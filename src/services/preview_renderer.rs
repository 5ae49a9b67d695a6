// src/services/preview_renderer.rs
use crate::errors::DashboardError;
use crate::models::{Point, PreviewResponse};
use base64::{Engine as _, engine::general_purpose};
use image::{GenericImageView, ImageFormat as ImgFormat, Rgba, RgbaImage};

const MARKER_RADIUS: i64 = 5;
const SEGMENT_HALF_WIDTH: i64 = 1;
const LINE_COLOR: Rgba<u8> = Rgba([0x10, 0xb9, 0x81, 0xff]);

/// Decoded preview frame at the dimensions the backend reported.
#[derive(Debug, Clone)]
pub struct PreviewData {
    pub frame: RgbaImage,
    pub width: u32,
    pub height: u32,
    pub filename: String,
}

/// Strips an optional `data:<mime>;base64,` prefix and decodes the payload.
pub fn decode_base64_image(payload: &str) -> Result<Vec<u8>, DashboardError> {
    let encoded = match payload.split_once(";base64,") {
        Some((prefix, data)) if prefix.starts_with("data:") => data,
        _ => payload,
    };
    general_purpose::STANDARD
        .decode(encoded.trim())
        .map_err(|e| DashboardError::ImageProcessing(format!("Invalid base64 image: {}", e)))
}

pub struct PreviewRenderer;

impl PreviewRenderer {
    pub fn new() -> Self {
        Self
    }

    pub fn decode_preview(&self, response: &PreviewResponse) -> Result<PreviewData, DashboardError> {
        if response.width == 0 || response.height == 0 {
            return Err(DashboardError::ImageProcessing(format!(
                "Preview has empty dimensions {}x{}",
                response.width, response.height
            )));
        }

        let data = decode_base64_image(&response.preview_image)?;
        let frame = self.decode_frame(&data, response.width, response.height)?;

        Ok(PreviewData {
            frame,
            width: response.width,
            height: response.height,
            filename: response.filename.clone(),
        })
    }

    /// Loads an encoded frame and resizes it to `width`x`height` if needed.
    pub fn decode_frame(
        &self,
        data: &[u8],
        width: u32,
        height: u32,
    ) -> Result<RgbaImage, DashboardError> {
        let img = image::load_from_memory(data)
            .map_err(|e| DashboardError::ImageProcessing(format!("Invalid image format: {}", e)))?;

        if img.dimensions() == (width, height) {
            return Ok(img.to_rgba8());
        }

        Ok(img
            .resize_exact(width, height, image::imageops::FilterType::Triangle)
            .to_rgba8())
    }

    /// Draws `points` and, when there are two, the segment joining them on a
    /// fresh copy of `frame`. The source frame is never touched.
    pub fn render(&self, frame: &RgbaImage, points: &[Point]) -> RgbaImage {
        let mut surface = frame.clone();

        if let [a, b] = points {
            draw_segment(&mut surface, *a, *b);
        }
        for point in points {
            fill_disc(&mut surface, point.x.round() as i64, point.y.round() as i64, MARKER_RADIUS);
        }

        surface
    }

    pub fn encode_png(&self, surface: &RgbaImage) -> Result<Vec<u8>, DashboardError> {
        let mut output = Vec::new();
        image::DynamicImage::ImageRgba8(surface.clone())
            .write_to(&mut std::io::Cursor::new(&mut output), ImgFormat::Png)
            .map_err(|e| {
                DashboardError::ImageProcessing(format!("Failed to encode surface: {}", e))
            })?;
        Ok(output)
    }
}

impl Default for PreviewRenderer {
    fn default() -> Self {
        Self::new()
    }
}

fn fill_disc(surface: &mut RgbaImage, cx: i64, cy: i64, radius: i64) {
    let (w, h) = (surface.width() as i64, surface.height() as i64);
    for dy in -radius..=radius {
        for dx in -radius..=radius {
            if dx * dx + dy * dy > radius * radius {
                continue;
            }
            let (x, y) = (cx + dx, cy + dy);
            if x >= 0 && y >= 0 && x < w && y < h {
                surface.put_pixel(x as u32, y as u32, LINE_COLOR);
            }
        }
    }
}

// Bresenham, thickened with a small disc at every step.
fn draw_segment(surface: &mut RgbaImage, from: Point, to: Point) {
    let (mut x0, mut y0) = (from.x.round() as i64, from.y.round() as i64);
    let (x1, y1) = (to.x.round() as i64, to.y.round() as i64);

    let dx = (x1 - x0).abs();
    let dy = -(y1 - y0).abs();
    let sx = if x0 < x1 { 1 } else { -1 };
    let sy = if y0 < y1 { 1 } else { -1 };
    let mut err = dx + dy;

    loop {
        fill_disc(surface, x0, y0, SEGMENT_HALF_WIDTH);
        if x0 == x1 && y0 == y1 {
            break;
        }
        let e2 = 2 * err;
        if e2 >= dy {
            err += dy;
            x0 += sx;
        }
        if e2 <= dx {
            err += dx;
            y0 += sy;
        }
    }
}

#[cfg(test)]
pub(crate) mod tests {
    use super::*;

    pub(crate) fn png_data_url(width: u32, height: u32) -> String {
        let frame = RgbaImage::from_pixel(width, height, Rgba([20, 20, 20, 255]));
        let png = PreviewRenderer::new().encode_png(&frame).unwrap();
        format!("data:image/png;base64,{}", general_purpose::STANDARD.encode(png))
    }

    pub(crate) fn preview_response(width: u32, height: u32) -> PreviewResponse {
        PreviewResponse {
            preview_image: png_data_url(width, height),
            width,
            height,
            filename: "clip.mp4".into(),
        }
    }

    #[test]
    fn decodes_data_url_preview() {
        let preview = PreviewRenderer::new()
            .decode_preview(&preview_response(64, 36))
            .unwrap();
        assert_eq!(preview.frame.dimensions(), (64, 36));
        assert_eq!((preview.width, preview.height), (64, 36));
    }

    #[test]
    fn frame_is_scaled_to_reported_dimensions() {
        let mut response = preview_response(32, 18);
        response.width = 64;
        response.height = 36;
        let preview = PreviewRenderer::new().decode_preview(&response).unwrap();
        assert_eq!(preview.frame.dimensions(), (64, 36));
    }

    #[test]
    fn rejects_garbage_payload() {
        let response = PreviewResponse {
            preview_image: "data:image/png;base64,@@@".into(),
            width: 10,
            height: 10,
            filename: String::new(),
        };
        assert!(matches!(
            PreviewRenderer::new().decode_preview(&response),
            Err(DashboardError::ImageProcessing(_))
        ));
    }

    #[test]
    fn render_draws_markers_and_segment_without_touching_frame() {
        let renderer = PreviewRenderer::new();
        let frame = RgbaImage::from_pixel(100, 50, Rgba([0, 0, 0, 255]));
        let points = [Point::new(10.0, 25.0), Point::new(90.0, 25.0)];

        let surface = renderer.render(&frame, &points);
        assert_eq!(*surface.get_pixel(10, 25), LINE_COLOR);
        assert_eq!(*surface.get_pixel(50, 25), LINE_COLOR);
        assert_eq!(*surface.get_pixel(50, 5), Rgba([0, 0, 0, 255]));
        assert_eq!(*frame.get_pixel(50, 25), Rgba([0, 0, 0, 255]));
    }

    #[test]
    fn single_point_has_no_segment() {
        let renderer = PreviewRenderer::new();
        let frame = RgbaImage::from_pixel(100, 50, Rgba([0, 0, 0, 255]));
        let surface = renderer.render(&frame, &[Point::new(10.0, 25.0)]);
        assert_eq!(*surface.get_pixel(10, 25), LINE_COLOR);
        assert_eq!(*surface.get_pixel(50, 25), Rgba([0, 0, 0, 255]));
    }
}
// src/handlers.rs
use crate::AppState;
use anyhow::Result;
use chrono::Utc;
use log::{info, warn};
use people_counter_dashboard::errors::DashboardError;
use people_counter_dashboard::models::{Point, UiEventType};
use people_counter_dashboard::services::api_client::metrics_chart_url;
use people_counter_dashboard::services::metrics_view::TabView;
use people_counter_dashboard::services::results::has_in_out_events;
use people_counter_dashboard::services::telemetry::measure_execution_time;
use people_counter_dashboard::services::{
    ComponentMetrics, DisplayRect, DownloadKind, LogNotifier, MetricsSnapshot, MetricsTab,
    MetricsWindow, ResultsDownloads, ResultsPage, UploadWorkflow, VideoFile, WorkflowOutcome,
};
use std::path::PathBuf;
use std::sync::Arc;

/// Parses `X,Y` display-space coordinates.
pub fn parse_point(raw: &str) -> Result<Point, String> {
    let (x, y) = raw
        .split_once(',')
        .ok_or_else(|| format!("expected X,Y but got '{}'", raw))?;
    let x: f64 = x.trim().parse().map_err(|_| format!("bad X in '{}'", raw))?;
    let y: f64 = y.trim().parse().map_err(|_| format!("bad Y in '{}'", raw))?;
    Ok(Point::new(x, y))
}

/// Parses `WxH`, the size the preview is shown at.
pub fn parse_display_size(raw: &str) -> Result<(f64, f64), String> {
    let (w, h) = raw
        .to_ascii_lowercase()
        .split_once('x')
        .map(|(w, h)| (w.trim().to_string(), h.trim().to_string()))
        .ok_or_else(|| format!("expected WxH but got '{}'", raw))?;
    let w: f64 = w.parse().map_err(|_| format!("bad width in '{}'", raw))?;
    let h: f64 = h.parse().map_err(|_| format!("bad height in '{}'", raw))?;
    if w <= 0.0 || h <= 0.0 {
        return Err(format!("display size must be positive, got '{}'", raw));
    }
    Ok((w, h))
}

pub struct ProcessOptions {
    pub file: PathBuf,
    pub points: Vec<Point>,
    pub display_size: Option<(f64, f64)>,
    pub preview_out: Option<PathBuf>,
    pub downloads: Vec<DownloadKind>,
}

/// Upload screen: preview, optional line, submit, then follow the task.
pub async fn process(state: &AppState, opts: ProcessOptions) -> Result<()> {
    let screen = ComponentMetrics::new(state.telemetry.clone(), "UploadScreen");
    let file = VideoFile::load(&opts.file).await?;

    let mut workflow = UploadWorkflow::new(state.api.clone(), state.config.poll_interval)
        .on_complete(|task_id| info!("Processing of task {} finished", task_id));

    if let Err(e) = workflow.select_file(file).await {
        warn!("Preview unavailable: {}", e.to_api_error());
    }
    screen.mark_load_end();

    if opts.points.is_empty() {
        workflow.cancel_line_setup();
    } else {
        if opts.points.len() != 2 {
            return Err(DashboardError::Validation(
                "Exactly two --point values are needed to draw the line".into(),
            )
            .into());
        }
        if workflow.line_capture().is_none() {
            workflow.set_use_line(true).await?;
        }
        let capture = workflow
            .line_capture()
            .ok_or_else(|| DashboardError::Validation("Line setup could not be opened".into()))?;
        let rect = match opts.display_size {
            Some((width, height)) => DisplayRect::new(0.0, 0.0, width, height),
            None => DisplayRect::native(capture.preview().width, capture.preview().height),
        };

        for point in &opts.points {
            if !workflow.capture_click(point.x, point.y, rect)? {
                return Err(DashboardError::Validation(format!(
                    "Point ({}, {}) was not accepted",
                    point.x, point.y
                ))
                .into());
            }
        }
        if let Some(path) = &opts.preview_out {
            let capture = workflow
                .line_capture()
                .ok_or_else(|| DashboardError::Validation("Line setup closed unexpectedly".into()))?;
            let png = capture.surface_png()?;
            tokio::fs::write(path, png)
                .await
                .map_err(DashboardError::from)?;
            info!("Line preview written to {}", path.display());
        }
        workflow.save_line()?;
    }

    let task_id = measure_execution_time(
        &state.telemetry,
        "UploadScreen",
        UiEventType::Interaction,
        workflow.submit(),
    )
    .await?;
    println!("Task {} submitted, press Ctrl-C to cancel", task_id);

    let outcome = tokio::select! {
        outcome = workflow.run_to_completion() => Some(outcome),
        _ = tokio::signal::ctrl_c() => None,
    };

    match outcome {
        Some(WorkflowOutcome::Completed(task_id)) => {
            results(state, &task_id, &opts.downloads).await
        }
        Some(WorkflowOutcome::Failed(message)) => Err(DashboardError::Validation(message).into()),
        Some(WorkflowOutcome::Stopped) => Err(DashboardError::Validation(
            "Polling stopped before the task finished".into(),
        )
        .into()),
        None => {
            workflow.cancel().await;
            println!("Task {} cancelled", task_id);
            Ok(())
        }
    }
}

pub async fn status(state: &AppState, task_id: &str) -> Result<()> {
    let status = state.api.get_task_status(task_id).await?;
    println!("Task:     {}", status.task_id);
    println!("Status:   {:?}", status.status);
    println!("Progress: {}%", status.progress_percent());
    if let Some(message) = status.message.as_deref().filter(|m| !m.is_empty()) {
        println!("Message:  {}", message);
    }
    if let Some(updated) = &status.updated_at {
        println!("Updated:  {}", updated);
    }
    Ok(())
}

pub async fn cancel(state: &AppState, task_id: &str) -> Result<()> {
    let ack = state.api.cancel_task(task_id).await?;
    println!("{} ({})", ack.message, ack.task_id);
    Ok(())
}

/// Results screen, followed by the requested downloads.
pub async fn results(state: &AppState, task_id: &str, downloads: &[DownloadKind]) -> Result<()> {
    let mut screen = ComponentMetrics::new(state.telemetry.clone(), "ResultsScreen");
    let page = ResultsPage::load(state.api.as_ref(), task_id).await?;
    screen.mark_load_end();
    screen.mark_render_start();

    let bundle = &page.bundle;
    let info = &bundle.video_info;
    let cards = page.summary_cards();

    println!("Results for task {} ({})", page.task_id, bundle.filename);
    println!(
        "  Video:           {}x{} @ {:.1} fps, {} frames, {}",
        info.width,
        info.height,
        info.fps,
        info.frame_count,
        page.duration_label()
    );
    println!("  Processing time: {}", page.processing_time_label());
    println!("  Created:         {}", bundle.created_at);
    println!(
        "  IN: {}  OUT: {}  Frames analyzed: {}  Max per frame: {}",
        cards.total_in, cards.total_out, cards.frames_analyzed, cards.max_per_frame
    );
    println!(
        "  People per frame: min {} / avg {:.2} / max {}",
        bundle.summary.min_count, bundle.summary.avg_count, bundle.summary.max_count
    );

    if let Some(peak) = page.count_series().iter().max_by_key(|p| p.count) {
        println!("  Peak: {} people at {:.1}s (frame {})", peak.count, peak.time, peak.frame);
    }
    let in_out = page.in_out_series();
    if has_in_out_events(&in_out) {
        if let Some(last) = in_out.last() {
            println!(
                "  Line crossings by {:.1}s: {} in, {} out",
                last.time, last.cumulative_in, last.cumulative_out
            );
        }
    }
    match &page.heatmap {
        Some(heatmap) => {
            let (w, h) = heatmap.image.dimensions();
            println!("  Heatmap:         {} ({}x{})", heatmap.filename, w, h);
        }
        None => println!("  Heatmap:         not available"),
    }
    screen.mark_render_end();

    if downloads.is_empty() {
        return Ok(());
    }
    info!("Saving downloads to {}", state.downloader.dir().display());
    let files = ResultsDownloads::new(
        state.api.clone(),
        state.downloader.clone(),
        Arc::new(LogNotifier),
    );
    for kind in downloads {
        if let Some(path) = files.download(task_id, *kind).await {
            println!("Saved {}", path.display());
        }
    }
    Ok(())
}

pub async fn metrics(state: &AppState, hours: u32, tab: MetricsTab) -> Result<()> {
    let window = MetricsWindow::from_hours(hours)?;
    let screen = ComponentMetrics::new(state.telemetry.clone(), "MetricsDashboard");
    let snapshot = MetricsSnapshot::load(state.api.as_ref(), window, Utc::now()).await;
    screen.mark_load_end();

    let view = snapshot.view(tab)?;

    println!("Metrics for the last {}h", window.hours());
    match view {
        TabView::Summary(summary) => {
            println!("  Period: {} .. {}", summary.period.start, summary.period.end);
            println!(
                "  API: {} requests, avg {:.2} ms (min {:.2} / max {:.2})",
                summary.api.total_requests,
                summary.api.avg_response_time_ms,
                summary.api.min_response_time_ms,
                summary.api.max_response_time_ms
            );
            println!(
                "  AI:  {} frames, {} detections, avg confidence {:.2}%",
                summary.ai.total_frames,
                summary.ai.total_detections,
                summary.ai.avg_confidence * 100.0
            );
            println!(
                "  UI:  {} events, avg load {:.2} ms",
                summary.ui.total_events, summary.ui.avg_load_time_ms
            );
        }
        TabView::Api { summary, chart } => {
            println!(
                "  {} requests, avg {:.2} ms (min {:.2} / max {:.2})",
                summary.total_requests,
                summary.avg_response_time_ms,
                summary.min_response_time_ms,
                summary.max_response_time_ms
            );
            let mut codes: Vec<_> = summary.status_codes.iter().collect();
            codes.sort();
            for (code, count) in codes {
                println!("  HTTP {}: {}", code, count);
            }
            for point in &chart {
                println!("  {}  {:.2} ms", point.time, point.response_time_ms);
            }
            println!("  Chart: {}", metrics_chart_url("api", window.hours()));
        }
        TabView::Ai { summary, chart } => {
            println!(
                "  {} frames, {} detections, avg confidence {:.2}%, {:.2} per frame (min {} / max {})",
                summary.total_frames,
                summary.total_detections,
                summary.avg_confidence * 100.0,
                summary.avg_detections_per_frame,
                summary.min_detections_per_frame,
                summary.max_detections_per_frame
            );
            for point in &chart {
                println!(
                    "  frame {:>6}  confidence {:.3}  detections {}",
                    point.frame, point.confidence, point.detections
                );
            }
            println!("  Chart: {}", metrics_chart_url("ai", window.hours()));
        }
        TabView::Ui { summary, chart } => {
            println!(
                "  {} events, avg load {:.2} ms, avg render {:.2} ms",
                summary.total_events, summary.avg_load_time_ms, summary.avg_render_time_ms
            );
            for point in &chart {
                println!(
                    "  {}  load {:.2} ms  render {:.2} ms",
                    point.time, point.load_time_ms, point.render_time_ms
                );
            }
            println!("  Chart: {}", metrics_chart_url("ui", window.hours()));
        }
    }

    if !snapshot.is_complete() {
        warn!("Some metrics datasets failed to load; other tabs may be unavailable");
    }
    Ok(())
}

================

▸ **EXERCISE REQUIREMENTS**:
Return every line holding the word "tokio" from the records.

▸ **EXPECTED ANSWER**:
            tokio::fs::write(path, png)
    let outcome = tokio::select! {
        _ = tokio::signal::ctrl_c() => None,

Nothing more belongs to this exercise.